Anna Watson is a 17-year-old junior at Itawamba County Agricultural High School, the same institution that recently canceled its own prom because 18-year-old Constance McMillen wanted to bring—um, what words should I use?—another human? to the dance. The fact that the other human McMillen wanted to bring happened to have a vagina sparked rage amongst enough of Fulton, Mississippi’s townspeople so as to inspire the school district to eradicate prom altogether.

On March 10, The Huffington Post and others nabbed a few quotes from Miss Watson to show that while generally disappointed with the cancellation, some students actually sided with the school district.

“I am a little bummed out about it,” Watson said. “I guess it’s a decision that had to be made. Either way someone was going to get disappointed – either Constance was or we were.”

She could have stopped there. At that point, everything she had said, while utterly foul from a civil rights perspective—she’d really be “disappointed” if another human being got to take whom she wanted to prom?—it was at least logical from a basic, inhuman, stereotypical perspective. It was at least coherent and grammatically correct. It at least made sense, to her, in her world, as well as to us when we read her comments: either the lesbian would be upset if not allowed to attend, or everyone else would be upset if they canceled prom when said lesbian forced the issue to the courts. The world where the lesbian goes to prom with her lesbian date, Anna goes to prom with her perfectly straight, penis-clad carbon-based life form, and everyone is happy…apparently this world does not, cannot exist.

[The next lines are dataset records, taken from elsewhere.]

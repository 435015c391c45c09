// [apps/head/src/middleware.rs]
//! Bearer token auth guard, everywhere except `/healthz`.

use axum::extract::{Request, State};
use axum::http::{header, StatusCode};
use axum::middleware::Next;
use axum::response::{IntoResponse, Response};
use axum::Json;
use serde_json::json;
use tracing::warn;

use crate::state::AppState;

pub async fn auth_guard(State(state): State<AppState>, req: Request, next: Next) -> Response {
    let token = req
        .headers()
        .get(header::AUTHORIZATION)
        .and_then(|h| h.to_str().ok())
        .and_then(|h| h.strip_prefix("Bearer "));

    match token {
        Some(t) if state.auth_tokens.contains(t) => next.run(req).await,
        _ => {
            warn!("rejected request without a valid bearer token");
            (StatusCode::UNAUTHORIZED, Json(json!({ "error": "unauthorized" }))).into_response()
        }
    }
}
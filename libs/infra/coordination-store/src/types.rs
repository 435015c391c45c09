// [libs/infra/coordination-store/src/types.rs]
//! Primitive types shared by every coordination-store backend.

use serde::{de::DeserializeOwned, Serialize};

use crate::errors::CoordinationStoreError;

/// Opaque lease identifier returned by `grant_lease`.
pub type LeaseId = i64;

/// A single key/value pair as read back from the store, including the
/// modification revision used to build compare-and-swap predicates.
#[derive(Debug, Clone)]
pub struct KeyValue {
    pub key: String,
    pub value: Vec<u8>,
    pub mod_revision: i64,
}

impl KeyValue {
    /// Deserializes the value as JSON into `T`.
    pub fn json<T: DeserializeOwned>(&self) -> Result<T, CoordinationStoreError> {
        serde_json::from_slice(&self.value).map_err(|source| CoordinationStoreError::Codec {
            key: self.key.clone(),
            source,
        })
    }
}

/// Serializes `value` to JSON bytes, panicking only on a programmer
/// error (a type that cannot serialize at all); callers pass plain
/// domain structs that always serialize.
pub fn to_json_bytes<T: Serialize>(value: &T) -> Vec<u8> {
    serde_json::to_vec(value).expect("domain value must serialize to JSON")
}

/// A guard predicate evaluated atomically against the current store
/// state inside a `Txn`. All predicates in a transaction must hold for
/// `on_true` to run; if any fails, `on_false` runs instead.
#[derive(Debug, Clone)]
pub enum Predicate {
    /// The key's current modification revision equals `revision`.
    ModRevisionEquals { key: String, revision: i64 },
    /// The key does not currently exist (`create_revision == 0`).
    KeyAbsent { key: String },
    /// The key currently exists (`create_revision > 0`).
    KeyPresent { key: String },
}

/// A write performed as part of a `Txn`'s `on_true`/`on_false` branch.
#[derive(Debug, Clone)]
pub enum TxnOp {
    Put {
        key: String,
        value: Vec<u8>,
        lease: Option<LeaseId>,
    },
    Delete {
        key: String,
    },
}

impl TxnOp {
    pub fn put(key: impl Into<String>, value: Vec<u8>) -> Self {
        TxnOp::Put {
            key: key.into(),
            value,
            lease: None,
        }
    }

    pub fn put_leased(key: impl Into<String>, value: Vec<u8>, lease: LeaseId) -> Self {
        TxnOp::Put {
            key: key.into(),
            value,
            lease: Some(lease),
        }
    }

    pub fn delete(key: impl Into<String>) -> Self {
        TxnOp::Delete { key: key.into() }
    }
}

/// Outcome of a `Txn`: which branch ran, plus any `Get` results the
/// backend chooses to echo back (unused by the core today, reserved
/// for callers that want read-modify-write in one round trip).
#[derive(Debug, Clone, Copy, PartialEq, Eq)]
pub struct TxnResult {
    pub succeeded: bool,
}

/// An event delivered over a `watch` stream.
#[derive(Debug, Clone)]
pub enum WatchEvent {
    Put(KeyValue),
    Delete { key: String },
}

But Miss Watson went further.

“I don’t agree with homosexuality,” said Watson, “but I can’t change what another person thinks or does.”

This sentence floored me.

Let’s deal with section A: “I don’t agree with homosexuality.”

We’ve heard these words before. Maybe it was a parent, a friend, a teacher, who was generally nice, overall pretty tolerant, and intelligent too, but someone who was just “old fashioned,” who was either homophobic or found homosexuality unnatural or immoral, or just so-much-not-for-them that they prefer it not exist, or would rather not talk about such things. Or maybe they’re basically sexual libertarians—not caring what people do in their bedrooms—but not wanting too much of a public display or government involvement. Plenty of these individuals inhabit our lives and our stories, and most of them are actually not Nazis hell-bent on infringing upon everyone’s civil rights.

“I don’t agree with homosexuality,” this generally well-meaning individual may have said.

The problem is that the sentence is meaningless.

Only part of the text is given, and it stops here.